- **What you should do**: Every line of the material that holds "records" should be counted; give the number and nothing more.

- **Working data**:
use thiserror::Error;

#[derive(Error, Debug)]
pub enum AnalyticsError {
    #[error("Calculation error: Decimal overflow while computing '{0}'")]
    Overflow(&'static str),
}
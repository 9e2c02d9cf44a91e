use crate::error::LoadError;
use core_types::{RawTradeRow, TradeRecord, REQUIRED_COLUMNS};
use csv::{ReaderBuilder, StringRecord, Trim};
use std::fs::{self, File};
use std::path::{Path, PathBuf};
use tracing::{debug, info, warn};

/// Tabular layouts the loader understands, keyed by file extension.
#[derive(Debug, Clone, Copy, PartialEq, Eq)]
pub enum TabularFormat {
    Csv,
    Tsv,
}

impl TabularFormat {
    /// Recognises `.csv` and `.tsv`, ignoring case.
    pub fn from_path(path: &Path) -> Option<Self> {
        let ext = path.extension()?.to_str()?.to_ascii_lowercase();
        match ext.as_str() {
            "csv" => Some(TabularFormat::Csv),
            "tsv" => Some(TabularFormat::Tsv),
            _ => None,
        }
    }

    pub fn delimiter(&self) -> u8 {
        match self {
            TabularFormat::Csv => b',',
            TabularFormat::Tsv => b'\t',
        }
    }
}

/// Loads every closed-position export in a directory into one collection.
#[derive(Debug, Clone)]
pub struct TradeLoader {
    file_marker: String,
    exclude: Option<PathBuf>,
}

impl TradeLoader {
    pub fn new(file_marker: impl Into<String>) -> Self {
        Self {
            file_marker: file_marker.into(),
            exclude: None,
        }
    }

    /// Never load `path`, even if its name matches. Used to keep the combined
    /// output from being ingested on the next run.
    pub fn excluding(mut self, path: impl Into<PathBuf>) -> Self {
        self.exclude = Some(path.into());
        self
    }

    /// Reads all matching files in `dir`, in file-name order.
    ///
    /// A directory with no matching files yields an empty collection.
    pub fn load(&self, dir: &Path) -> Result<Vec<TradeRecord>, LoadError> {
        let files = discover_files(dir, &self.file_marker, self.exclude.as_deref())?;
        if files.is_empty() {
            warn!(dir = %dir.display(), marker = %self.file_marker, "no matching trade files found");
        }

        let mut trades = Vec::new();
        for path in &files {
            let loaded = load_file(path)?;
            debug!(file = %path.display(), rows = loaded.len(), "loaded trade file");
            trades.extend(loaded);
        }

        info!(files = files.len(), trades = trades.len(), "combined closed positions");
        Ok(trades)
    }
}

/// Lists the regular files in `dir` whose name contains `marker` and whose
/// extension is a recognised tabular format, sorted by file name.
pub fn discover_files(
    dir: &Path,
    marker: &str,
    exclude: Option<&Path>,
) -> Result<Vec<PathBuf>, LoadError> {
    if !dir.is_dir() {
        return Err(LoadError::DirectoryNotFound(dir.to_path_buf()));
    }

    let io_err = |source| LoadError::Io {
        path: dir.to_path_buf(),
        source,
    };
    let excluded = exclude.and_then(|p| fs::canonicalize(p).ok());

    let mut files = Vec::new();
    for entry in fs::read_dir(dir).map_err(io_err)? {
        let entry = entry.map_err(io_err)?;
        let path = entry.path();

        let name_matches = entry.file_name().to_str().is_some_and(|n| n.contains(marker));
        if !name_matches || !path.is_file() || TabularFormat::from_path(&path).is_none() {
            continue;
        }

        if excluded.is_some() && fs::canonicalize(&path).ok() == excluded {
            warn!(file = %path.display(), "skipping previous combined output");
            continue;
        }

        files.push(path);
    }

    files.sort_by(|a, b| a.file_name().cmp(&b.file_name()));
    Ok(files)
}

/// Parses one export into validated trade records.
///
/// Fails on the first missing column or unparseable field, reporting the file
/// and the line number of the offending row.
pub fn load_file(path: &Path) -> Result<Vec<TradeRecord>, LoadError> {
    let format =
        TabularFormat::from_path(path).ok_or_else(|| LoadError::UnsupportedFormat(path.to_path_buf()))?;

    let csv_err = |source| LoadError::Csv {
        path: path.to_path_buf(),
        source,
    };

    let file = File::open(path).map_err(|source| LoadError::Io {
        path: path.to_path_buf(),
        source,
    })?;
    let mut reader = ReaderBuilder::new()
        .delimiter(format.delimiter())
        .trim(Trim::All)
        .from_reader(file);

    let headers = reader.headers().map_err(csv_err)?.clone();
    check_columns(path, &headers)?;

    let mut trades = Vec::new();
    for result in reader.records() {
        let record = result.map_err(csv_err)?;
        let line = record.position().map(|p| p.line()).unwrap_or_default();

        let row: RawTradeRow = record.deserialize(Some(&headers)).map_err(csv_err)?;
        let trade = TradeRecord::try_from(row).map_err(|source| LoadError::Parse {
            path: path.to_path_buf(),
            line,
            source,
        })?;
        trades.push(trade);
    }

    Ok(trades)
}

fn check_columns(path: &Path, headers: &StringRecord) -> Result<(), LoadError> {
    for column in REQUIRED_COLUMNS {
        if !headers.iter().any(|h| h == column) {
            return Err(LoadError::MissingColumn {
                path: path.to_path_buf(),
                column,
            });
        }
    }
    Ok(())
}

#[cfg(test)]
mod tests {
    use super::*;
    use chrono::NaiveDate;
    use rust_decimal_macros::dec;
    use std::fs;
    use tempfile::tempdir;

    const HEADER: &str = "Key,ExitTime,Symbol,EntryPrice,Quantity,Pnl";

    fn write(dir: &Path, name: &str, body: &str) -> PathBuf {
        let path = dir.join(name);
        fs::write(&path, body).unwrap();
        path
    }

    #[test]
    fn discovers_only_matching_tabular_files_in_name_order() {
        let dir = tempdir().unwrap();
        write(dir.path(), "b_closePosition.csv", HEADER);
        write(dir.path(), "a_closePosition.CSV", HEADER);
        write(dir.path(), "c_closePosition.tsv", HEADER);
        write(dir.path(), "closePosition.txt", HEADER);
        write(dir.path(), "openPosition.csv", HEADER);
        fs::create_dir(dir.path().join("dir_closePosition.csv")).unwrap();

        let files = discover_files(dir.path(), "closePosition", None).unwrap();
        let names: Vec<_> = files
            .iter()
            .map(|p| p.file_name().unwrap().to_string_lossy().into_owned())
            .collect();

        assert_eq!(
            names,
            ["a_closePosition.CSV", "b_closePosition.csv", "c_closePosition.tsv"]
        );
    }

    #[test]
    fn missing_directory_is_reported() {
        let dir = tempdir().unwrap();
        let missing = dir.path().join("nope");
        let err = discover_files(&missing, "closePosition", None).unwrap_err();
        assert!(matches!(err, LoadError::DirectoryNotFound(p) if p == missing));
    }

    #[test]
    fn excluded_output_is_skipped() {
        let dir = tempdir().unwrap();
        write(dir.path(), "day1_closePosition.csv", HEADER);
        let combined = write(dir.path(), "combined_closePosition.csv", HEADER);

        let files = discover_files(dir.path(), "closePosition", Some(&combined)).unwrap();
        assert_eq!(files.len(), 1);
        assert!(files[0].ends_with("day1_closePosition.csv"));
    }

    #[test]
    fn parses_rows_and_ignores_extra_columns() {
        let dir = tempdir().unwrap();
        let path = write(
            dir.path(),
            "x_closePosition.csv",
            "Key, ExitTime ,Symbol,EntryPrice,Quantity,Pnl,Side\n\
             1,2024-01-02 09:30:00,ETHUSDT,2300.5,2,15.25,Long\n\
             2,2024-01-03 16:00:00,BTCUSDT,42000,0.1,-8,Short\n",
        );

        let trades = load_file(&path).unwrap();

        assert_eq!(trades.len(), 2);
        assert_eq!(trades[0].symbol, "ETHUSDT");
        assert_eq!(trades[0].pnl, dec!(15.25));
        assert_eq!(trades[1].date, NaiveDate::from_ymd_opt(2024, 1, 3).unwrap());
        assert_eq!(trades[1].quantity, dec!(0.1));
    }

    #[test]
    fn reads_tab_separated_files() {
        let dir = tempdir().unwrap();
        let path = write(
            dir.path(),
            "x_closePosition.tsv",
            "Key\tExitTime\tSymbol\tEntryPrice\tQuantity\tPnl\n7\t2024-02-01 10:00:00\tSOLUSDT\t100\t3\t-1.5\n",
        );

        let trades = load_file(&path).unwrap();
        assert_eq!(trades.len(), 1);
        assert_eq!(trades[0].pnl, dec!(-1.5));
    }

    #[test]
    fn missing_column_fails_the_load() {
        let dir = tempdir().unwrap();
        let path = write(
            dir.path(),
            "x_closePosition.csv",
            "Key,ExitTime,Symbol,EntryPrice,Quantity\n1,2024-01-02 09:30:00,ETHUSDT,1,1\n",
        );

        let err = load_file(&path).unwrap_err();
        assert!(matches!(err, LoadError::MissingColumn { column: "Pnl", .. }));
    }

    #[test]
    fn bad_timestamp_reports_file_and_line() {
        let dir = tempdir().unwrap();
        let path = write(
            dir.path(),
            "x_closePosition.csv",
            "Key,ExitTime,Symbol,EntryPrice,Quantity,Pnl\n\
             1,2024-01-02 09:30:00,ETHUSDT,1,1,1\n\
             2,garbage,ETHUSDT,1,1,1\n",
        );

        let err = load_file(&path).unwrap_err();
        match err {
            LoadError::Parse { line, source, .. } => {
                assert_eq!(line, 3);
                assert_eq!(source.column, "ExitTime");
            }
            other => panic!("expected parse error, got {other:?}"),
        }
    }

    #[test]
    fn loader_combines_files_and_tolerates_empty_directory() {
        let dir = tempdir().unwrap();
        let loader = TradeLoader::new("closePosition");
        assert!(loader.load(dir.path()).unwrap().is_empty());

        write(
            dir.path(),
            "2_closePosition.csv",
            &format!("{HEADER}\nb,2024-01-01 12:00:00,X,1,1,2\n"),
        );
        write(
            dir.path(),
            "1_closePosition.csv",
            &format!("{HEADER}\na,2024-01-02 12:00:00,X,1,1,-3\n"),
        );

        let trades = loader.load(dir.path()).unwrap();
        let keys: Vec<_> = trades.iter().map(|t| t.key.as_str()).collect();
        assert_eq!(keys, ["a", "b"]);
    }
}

- **Response area**: 2